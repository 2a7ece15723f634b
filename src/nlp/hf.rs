//! Hosted zero-shot backend (Hugging Face inference API).
//!
//! `POST {endpoint}/{model}` with the candidate labels as parameters. Two
//! response shapes are in the wild and both are accepted:
//! `{"sequence", "labels", "scores"}` and `[{"label", "score"}, ...]`.

use std::sync::Arc;
use std::time::Duration;

use async_trait::async_trait;
use reqwest::StatusCode;
use secrecy::{ExposeSecret, SecretString};
use serde::{Deserialize, Serialize};
use tracing::debug;

use crate::config::ClassifierConfig;
use crate::error::{ClassifierError, ConfigError};
use crate::nlp::classifier::{ClassifierLoader, ScoredLabels, ZeroShotClassifier};

/// Text and labels used to check that a model is actually being served.
const WARMUP_TEXT: &str = "Mensagem de teste";
const WARMUP_LABELS: [&str; 2] = ["teste", "outro"];

#[derive(Debug, Serialize)]
struct ZeroShotRequest<'a> {
    inputs: &'a str,
    parameters: ZeroShotParameters<'a>,
}

#[derive(Debug, Serialize)]
struct ZeroShotParameters<'a> {
    candidate_labels: &'a [&'a str],
    multi_label: bool,
}

#[derive(Debug, Deserialize)]
#[serde(untagged)]
enum ZeroShotResponse {
    Columns { labels: Vec<String>, scores: Vec<f32> },
    Rows(Vec<LabelScore>),
}

#[derive(Debug, Deserialize)]
struct LabelScore {
    label: String,
    score: f32,
}

/// Zero-shot classifier backed by the hosted inference API.
pub struct HfInferenceClassifier {
    client: reqwest::Client,
    url: String,
    model_id: String,
    token: Option<SecretString>,
    timeout: Duration,
}

impl HfInferenceClassifier {
    pub fn new(
        client: reqwest::Client,
        endpoint: &str,
        model_id: &str,
        token: Option<SecretString>,
        timeout: Duration,
    ) -> Self {
        Self {
            client,
            url: format!("{}/{}", endpoint.trim_end_matches('/'), model_id),
            model_id: model_id.to_string(),
            token,
            timeout,
        }
    }

    fn request_failed(&self, reason: impl Into<String>) -> ClassifierError {
        ClassifierError::RequestFailed {
            model: self.model_id.clone(),
            reason: reason.into(),
        }
    }

    fn invalid_response(&self, reason: impl Into<String>) -> ClassifierError {
        ClassifierError::InvalidResponse {
            model: self.model_id.clone(),
            reason: reason.into(),
        }
    }
}

#[async_trait]
impl ZeroShotClassifier for HfInferenceClassifier {
    fn model_id(&self) -> &str {
        &self.model_id
    }

    async fn score(&self, text: &str, labels: &[&str]) -> Result<ScoredLabels, ClassifierError> {
        if labels.is_empty() {
            return Err(self.request_failed("no candidate labels"));
        }

        let body = ZeroShotRequest {
            inputs: text,
            parameters: ZeroShotParameters {
                candidate_labels: labels,
                multi_label: false,
            },
        };

        let mut request = self.client.post(&self.url).json(&body);
        if let Some(ref token) = self.token {
            request = request.bearer_auth(token.expose_secret());
        }

        let resp = request.send().await.map_err(|e| {
            if e.is_timeout() {
                ClassifierError::Timeout {
                    model: self.model_id.clone(),
                    timeout: self.timeout,
                }
            } else {
                self.request_failed(e.to_string())
            }
        })?;

        let status = resp.status();
        if !status.is_success() {
            let detail = resp.text().await.unwrap_or_default();
            let detail: String = detail.chars().take(200).collect();
            return Err(match status {
                StatusCode::NOT_FOUND => ClassifierError::LoadFailed {
                    model: self.model_id.clone(),
                    reason: format!("model not found: {detail}"),
                },
                _ => self.request_failed(format!("HTTP {status}: {detail}")),
            });
        }

        let parsed: ZeroShotResponse = resp
            .json()
            .await
            .map_err(|e| self.invalid_response(e.to_string()))?;

        let pairs: Vec<(String, f32)> = match parsed {
            ZeroShotResponse::Columns { labels, scores } => {
                if labels.len() != scores.len() {
                    return Err(self.invalid_response(format!(
                        "{} labels but {} scores",
                        labels.len(),
                        scores.len()
                    )));
                }
                labels.into_iter().zip(scores).collect()
            }
            ZeroShotResponse::Rows(rows) => rows.into_iter().map(|r| (r.label, r.score)).collect(),
        };

        if pairs.is_empty() {
            return Err(self.invalid_response("empty label ranking"));
        }

        let scored = ScoredLabels::from_pairs(pairs);
        debug!(
            model = %self.model_id,
            top = scored.top().map(|(l, _)| l).unwrap_or(""),
            "Zero-shot scoring complete"
        );
        Ok(scored)
    }
}

/// Loads hosted models; a model counts as loaded once a warm-up call works.
pub struct HfInferenceLoader {
    client: reqwest::Client,
    endpoint: String,
    token: Option<SecretString>,
    timeout: Duration,
}

impl HfInferenceLoader {
    pub fn new(config: &ClassifierConfig) -> Result<Self, ConfigError> {
        if !(config.endpoint.starts_with("http://") || config.endpoint.starts_with("https://")) {
            return Err(ConfigError::InvalidValue {
                key: "HF_INFERENCE_URL".into(),
                message: format!("expected an http(s) URL, got {:?}", config.endpoint),
            });
        }

        let client = reqwest::Client::builder()
            .timeout(config.timeout)
            .build()
            .map_err(|e| ConfigError::HttpClient(e.to_string()))?;

        Ok(Self {
            client,
            endpoint: config.endpoint.clone(),
            token: config.api_token.clone(),
            timeout: config.timeout,
        })
    }
}

#[async_trait]
impl ClassifierLoader for HfInferenceLoader {
    async fn load(&self, model_id: &str) -> Result<Arc<dyn ZeroShotClassifier>, ClassifierError> {
        let classifier = HfInferenceClassifier::new(
            self.client.clone(),
            &self.endpoint,
            model_id,
            self.token.clone(),
            self.timeout,
        );

        classifier
            .score(WARMUP_TEXT, &WARMUP_LABELS)
            .await
            .map_err(|e| ClassifierError::LoadFailed {
                model: model_id.to_string(),
                reason: e.to_string(),
            })?;

        Ok(Arc::new(classifier))
    }
}
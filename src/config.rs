//! Configuration types.
//!
//! Everything is read from the environment. Unset or unparsable values fall
//! back to the defaults below; the only switch with behavioral weight is
//! `OPENAI_API_KEY`, whose absence disables reply refinement entirely.

use std::time::Duration;

use secrecy::SecretString;

/// Primary zero-shot model.
pub const DEFAULT_ZSL_MODEL: &str = "facebook/bart-large-mnli";

/// Model tried when the primary fails to load.
pub const DEFAULT_ZSL_MODEL_FALLBACK: &str = "typeform/distilbert-base-uncased-mnli";

/// Hosted inference base URL; the model id is appended as a path segment.
pub const DEFAULT_HF_INFERENCE_URL: &str = "https://router.huggingface.co/hf-inference/models";

pub const DEFAULT_OPENAI_MODEL: &str = "gpt-4o-mini";

pub const DEFAULT_OPENAI_BASE_URL: &str = "https://api.openai.com/v1";

/// Longest input handed to the core; callers truncate beyond this.
pub const DEFAULT_MAX_TEXT_CHARS: usize = 20_000;

/// Zero-shot classifier configuration.
#[derive(Debug, Clone)]
pub struct ClassifierConfig {
    /// Model identifier tried first.
    pub primary_model: String,
    /// Model identifier tried when the primary fails.
    pub fallback_model: String,
    /// Inference endpoint base URL.
    pub endpoint: String,
    /// Optional bearer token for the inference endpoint.
    pub api_token: Option<SecretString>,
    /// Per-request timeout (covers cold model starts on the hosted side).
    pub timeout: Duration,
}

impl Default for ClassifierConfig {
    fn default() -> Self {
        Self {
            primary_model: DEFAULT_ZSL_MODEL.to_string(),
            fallback_model: DEFAULT_ZSL_MODEL_FALLBACK.to_string(),
            endpoint: DEFAULT_HF_INFERENCE_URL.to_string(),
            api_token: None,
            timeout: Duration::from_secs(60),
        }
    }
}

impl ClassifierConfig {
    /// Build from `ZSL_MODEL`, `ZSL_MODEL_FALLBACK`, `HF_INFERENCE_URL`,
    /// `HF_API_TOKEN` and `ZSL_TIMEOUT_SECS`.
    pub fn from_env() -> Self {
        let defaults = Self::default();

        let primary_model = non_empty_var("ZSL_MODEL").unwrap_or(defaults.primary_model);
        let fallback_model =
            non_empty_var("ZSL_MODEL_FALLBACK").unwrap_or(defaults.fallback_model);
        let endpoint = non_empty_var("HF_INFERENCE_URL")
            .map(|url| url.trim_end_matches('/').to_string())
            .unwrap_or(defaults.endpoint);
        let api_token = non_empty_var("HF_API_TOKEN").map(SecretString::from);

        let timeout = std::env::var("ZSL_TIMEOUT_SECS")
            .ok()
            .and_then(|s| s.parse().ok())
            .map(Duration::from_secs)
            .unwrap_or(defaults.timeout);

        Self {
            primary_model,
            fallback_model,
            endpoint,
            api_token,
            timeout,
        }
    }
}

/// Reply refinement configuration. Only exists when an API key is set.
#[derive(Debug, Clone)]
pub struct RefinerConfig {
    pub api_key: SecretString,
    pub model: String,
    pub base_url: String,
    /// Upper bound on a single refinement call; exceeding it is a failure.
    pub timeout: Duration,
    pub temperature: f32,
}

impl RefinerConfig {
    /// Build a config around an API key, with every other field defaulted.
    pub fn new(api_key: impl Into<SecretString>) -> Self {
        Self {
            api_key: api_key.into(),
            model: DEFAULT_OPENAI_MODEL.to_string(),
            base_url: DEFAULT_OPENAI_BASE_URL.to_string(),
            timeout: Duration::from_secs(20),
            temperature: 0.3,
        }
    }

    /// Build from `OPENAI_API_KEY`, `OPENAI_MODEL`, `OPENAI_BASE_URL` and
    /// `REFINE_TIMEOUT_SECS`. Returns `None` when no key is configured.
    pub fn from_env() -> Option<Self> {
        let api_key = non_empty_var("OPENAI_API_KEY")?;
        let mut config = Self::new(api_key);

        if let Some(model) = non_empty_var("OPENAI_MODEL") {
            config.model = model;
        }
        if let Some(url) = non_empty_var("OPENAI_BASE_URL") {
            config.base_url = url.trim_end_matches('/').to_string();
        }
        if let Some(secs) = std::env::var("REFINE_TIMEOUT_SECS")
            .ok()
            .and_then(|s| s.parse().ok())
        {
            config.timeout = Duration::from_secs(secs);
        }

        Some(config)
    }
}

/// Caller-side input limits.
pub fn max_text_chars_from_env() -> usize {
    std::env::var("MAX_TEXT_CHARS")
        .ok()
        .and_then(|s| s.parse().ok())
        .filter(|n: &usize| *n > 0)
        .unwrap_or(DEFAULT_MAX_TEXT_CHARS)
}

fn non_empty_var(key: &str) -> Option<String> {
    std::env::var(key)
        .ok()
        .map(|v| v.trim().to_string())
        .filter(|v| !v.is_empty())
}
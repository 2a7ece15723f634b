//! Reply suggestion: template lookup, placeholder fill, optional refinement.

use std::fmt;

use serde::{Deserialize, Serialize};
use tracing::{debug, warn};

use crate::nlp::labels::{Category, Intent};
use crate::reply::refiner::ReplyRefiner;
use crate::reply::templates::{FALLBACK_TEMPLATE, ReplyContext, fill, template_for};

/// Where the suggested reply text came from.
#[derive(Debug, Clone, Copy, PartialEq, Eq, Serialize, Deserialize)]
pub enum ReplySource {
    #[serde(rename = "template")]
    Template,
    #[serde(rename = "openai+template")]
    OpenAiTemplate,
}

impl ReplySource {
    pub fn as_str(self) -> &'static str {
        match self {
            Self::Template => "template",
            Self::OpenAiTemplate => "openai+template",
        }
    }
}

impl fmt::Display for ReplySource {
    fn fmt(&self, f: &mut fmt::Formatter<'_>) -> fmt::Result {
        f.write_str(self.as_str())
    }
}

#[derive(Debug, Clone, PartialEq, Eq, Serialize, Deserialize)]
pub struct SuggestedReply {
    pub reply: String,
    pub source: ReplySource,
}

/// Builds reply suggestions. Never fails.
#[derive(Default)]
pub struct Responder {
    refiner: Option<ReplyRefiner>,
}

impl Responder {
    /// Template-only responder.
    pub fn new() -> Self {
        Self::default()
    }

    pub fn with_refiner(refiner: ReplyRefiner) -> Self {
        Self {
            refiner: Some(refiner),
        }
    }

    pub fn refines(&self) -> bool {
        self.refiner.is_some()
    }

    /// Suggest a reply for a classified email.
    ///
    /// `category` and `intent` are the labels produced by classification.
    /// A pair with no dedicated template gets a generic reply naming the
    /// intent. Refinement runs only when a refiner is configured, and any
    /// refinement failure falls back to the filled template.
    pub async fn suggest_reply(
        &self,
        category: &str,
        intent: &str,
        ctx: &ReplyContext,
    ) -> SuggestedReply {
        let filled = render(category, intent, ctx);

        let Some(refiner) = &self.refiner else {
            return SuggestedReply {
                reply: filled,
                source: ReplySource::Template,
            };
        };

        match refiner.refine(&filled).await {
            Ok(reply) => SuggestedReply {
                reply,
                source: ReplySource::OpenAiTemplate,
            },
            Err(e) => {
                warn!(
                    model = refiner.model_name(),
                    error = %e,
                    "Reply refinement failed, using template"
                );
                SuggestedReply {
                    reply: filled,
                    source: ReplySource::Template,
                }
            }
        }
    }
}

fn render(category: &str, intent: &str, ctx: &ReplyContext) -> String {
    let template = Category::from_label(category)
        .zip(Intent::from_label(intent))
        .and_then(|(c, i)| template_for(c, i));

    let template = template.unwrap_or_else(|| {
        debug!(category, intent, "No template for pair, using fallback");
        FALLBACK_TEMPLATE
    });

    let mut values = ctx.resolve();
    values.insert("intent".to_string(), intent.to_string());

    match fill(template, &values) {
        Ok(text) => text,
        Err(e) => {
            debug!(category, intent, error = %e, "Template left unfilled");
            template.to_string()
        }
    }
}
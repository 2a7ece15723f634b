//! Reply suggestion.
//!
//! A classified `(category, intent)` pair selects a template, which is filled
//! from a `ReplyContext` and optionally rewritten by a chat model.

pub mod refiner;
pub mod responder;
pub mod templates;

pub use refiner::ReplyRefiner;
pub use responder::{ReplySource, Responder, SuggestedReply};
pub use templates::ReplyContext;
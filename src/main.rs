use std::io::Read;
use std::path::PathBuf;

use anyhow::{Context, Result, bail};
use clap::Parser;

use email_triage::EmailAssistant;
use email_triage::config::max_text_chars_from_env;
use email_triage::reply::ReplyContext;

const DEFAULT_SLA: &str = "2 dias úteis";

#[derive(Parser)]
#[command(name = "email-triage")]
#[command(about = "Classify an email and suggest a reply")]
struct Args {
    /// Email text (reads --file or stdin when absent)
    #[arg(long, conflicts_with = "file")]
    text: Option<String>,

    /// Plain-text file with the email body
    #[arg(long, short = 'f')]
    file: Option<PathBuf>,

    /// Recipient name for the reply
    #[arg(long)]
    name: Option<String>,

    /// Ticket or contract reference
    #[arg(long)]
    reference: Option<String>,

    /// Current status of the request
    #[arg(long)]
    status: Option<String>,

    /// Expected response window
    #[arg(long, default_value = DEFAULT_SLA)]
    sla: String,

    /// Attached file name (repeatable)
    #[arg(long = "attachment")]
    attachments: Vec<String>,

    /// Event name for invitation replies
    #[arg(long)]
    event: Option<String>,

    /// Information still needed from the sender (repeatable)
    #[arg(long = "missing-info")]
    missing_info: Vec<String>,
}

impl Args {
    fn read_text(&self) -> Result<String> {
        if let Some(text) = &self.text {
            return Ok(text.clone());
        }
        if let Some(path) = &self.file {
            return std::fs::read_to_string(path)
                .with_context(|| format!("Failed to read {}", path.display()));
        }
        let mut buf = String::new();
        std::io::stdin()
            .read_to_string(&mut buf)
            .context("Failed to read stdin")?;
        Ok(buf)
    }

    fn reply_context(&self) -> ReplyContext {
        let mut ctx = ReplyContext::new().with_sla(&self.sla);
        if let Some(name) = &self.name {
            ctx = ctx.with_recipient_name(name);
        }
        if let Some(reference) = &self.reference {
            ctx = ctx.with_reference_id(reference);
        }
        if let Some(status) = &self.status {
            ctx = ctx.with_current_status(status);
        }
        if let Some(event) = &self.event {
            ctx = ctx.with_value("evento", event);
        }
        for item in &self.missing_info {
            ctx = ctx.with_missing_info(item);
        }

        ctx.attachments = self.attachments.clone();
        if ctx.attachments.is_empty() {
            let file_name = self
                .file
                .as_deref()
                .and_then(|p| p.file_name())
                .map(|n| n.to_string_lossy().into_owned());
            ctx.attachments.extend(file_name);
        }
        ctx
    }
}

/// Cap at `max_chars` characters, never splitting a code point.
fn truncate_chars(text: &str, max_chars: usize) -> &str {
    match text.char_indices().nth(max_chars) {
        Some((idx, _)) => &text[..idx],
        None => text,
    }
}

#[tokio::main]
async fn main() -> Result<()> {
    tracing_subscriber::fmt()
        .with_env_filter(
            tracing_subscriber::EnvFilter::try_from_default_env()
                .unwrap_or_else(|_| tracing_subscriber::EnvFilter::new("info")),
        )
        .with_target(false)
        .with_writer(std::io::stderr)
        .init();

    let args = Args::parse();

    let raw = args.read_text()?;
    if raw.trim().is_empty() {
        bail!("Email text is empty");
    }
    let text = truncate_chars(&raw, max_text_chars_from_env());

    let assistant = EmailAssistant::from_env().context("Failed to configure email triage")?;
    let outcome = assistant.process(text, &args.reply_context()).await;

    println!("{}", serde_json::to_string_pretty(&outcome)?);
    Ok(())
}

#[cfg(test)]
mod tests {
    use super::*;

    #[test]
    fn truncate_respects_char_boundaries() {
        assert_eq!(truncate_chars("ação", 2), "aç");
        assert_eq!(truncate_chars("abc", 10), "abc");
        assert_eq!(truncate_chars("", 3), "");
    }

    #[test]
    fn file_name_becomes_default_attachment() {
        let args = Args::parse_from(["email-triage", "--file", "/tmp/pedido.txt"]);
        let ctx = args.reply_context();
        assert_eq!(ctx.attachments, vec!["pedido.txt"]);
        assert_eq!(ctx.sla.as_deref(), Some(DEFAULT_SLA));
    }

    #[test]
    fn explicit_attachments_win_over_file_name() {
        let args = Args::parse_from([
            "email-triage",
            "--file",
            "corpo.txt",
            "--attachment",
            "a.pdf",
            "--attachment",
            "b.pdf",
            "--event",
            "Workshop",
        ]);
        let ctx = args.reply_context();
        assert_eq!(ctx.attachments, vec!["a.pdf", "b.pdf"]);
        assert_eq!(ctx.extra.get("evento").map(String::as_str), Some("Workshop"));
    }

    #[test]
    fn missing_info_flags_fill_the_question_list() {
        let args = Args::parse_from([
            "email-triage",
            "--text",
            "O sistema não abre",
            "--missing-info",
            "versão do navegador",
            "--missing-info",
            "horário do erro",
        ]);
        let resolved = args.reply_context().resolve();
        assert_eq!(
            resolved["perguntas_faltantes"],
            "versão do navegador e horário do erro"
        );
    }

    #[test]
    fn text_and_file_conflict() {
        let parsed = Args::try_parse_from(["email-triage", "--text", "oi", "--file", "x.txt"]);
        assert!(parsed.is_err());
    }

    #[test]
    fn reads_text_from_file() {
        let dir = tempfile::tempdir().unwrap();
        let path = dir.path().join("email.txt");
        std::fs::write(&path, "Qual o status do chamado?").unwrap();
        let args = Args::parse_from(["email-triage", "--file", path.to_str().unwrap()]);
        assert_eq!(args.read_text().unwrap(), "Qual o status do chamado?");
    }
}
//! Email classification.
//!
//! Raw text flows through:
//! 1. `normalize()`: stopword filtering, model input only
//! 2. `ZeroShotClassifier::score()`: category query, then intent query
//! 3. `OverrideEngine::apply()`: keyword rules over the original text
//!
//! `EmailClassifier::classify_email()` ties these together and never fails.

pub mod classifier;
pub mod hf;
pub mod labels;
pub mod normalize;
pub mod pipeline;
pub mod rules;

pub use classifier::{ClassifierHandle, ClassifierLoader, ScoredLabels, ZeroShotClassifier};
pub use labels::{Category, Intent, LabelSet};
pub use pipeline::{ClassificationResult, EmailClassifier};
pub use rules::{OverrideEngine, OverrideRule, Verdict};
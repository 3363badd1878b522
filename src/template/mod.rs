//! Template processing for entries
//!
//! This module contains the steps an entry goes through before substitution:
//! - `fields`: flattening an entry into its field map
//! - `processor`: display values for fields that need dedicated formatting
//! - `elision`: removing placeholders that have no value

pub mod elision;
pub mod fields;
pub mod processor;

.....

# WHAT IS REQUIRED
For every line in the data above that holds "pedido", return the line itself.

# EXERCISE RESPONSE
        let args = Args::parse_from(["email-triage", "--file", "/tmp/pedido.txt"]);
        assert_eq!(ctx.attachments, vec!["pedido.txt"]);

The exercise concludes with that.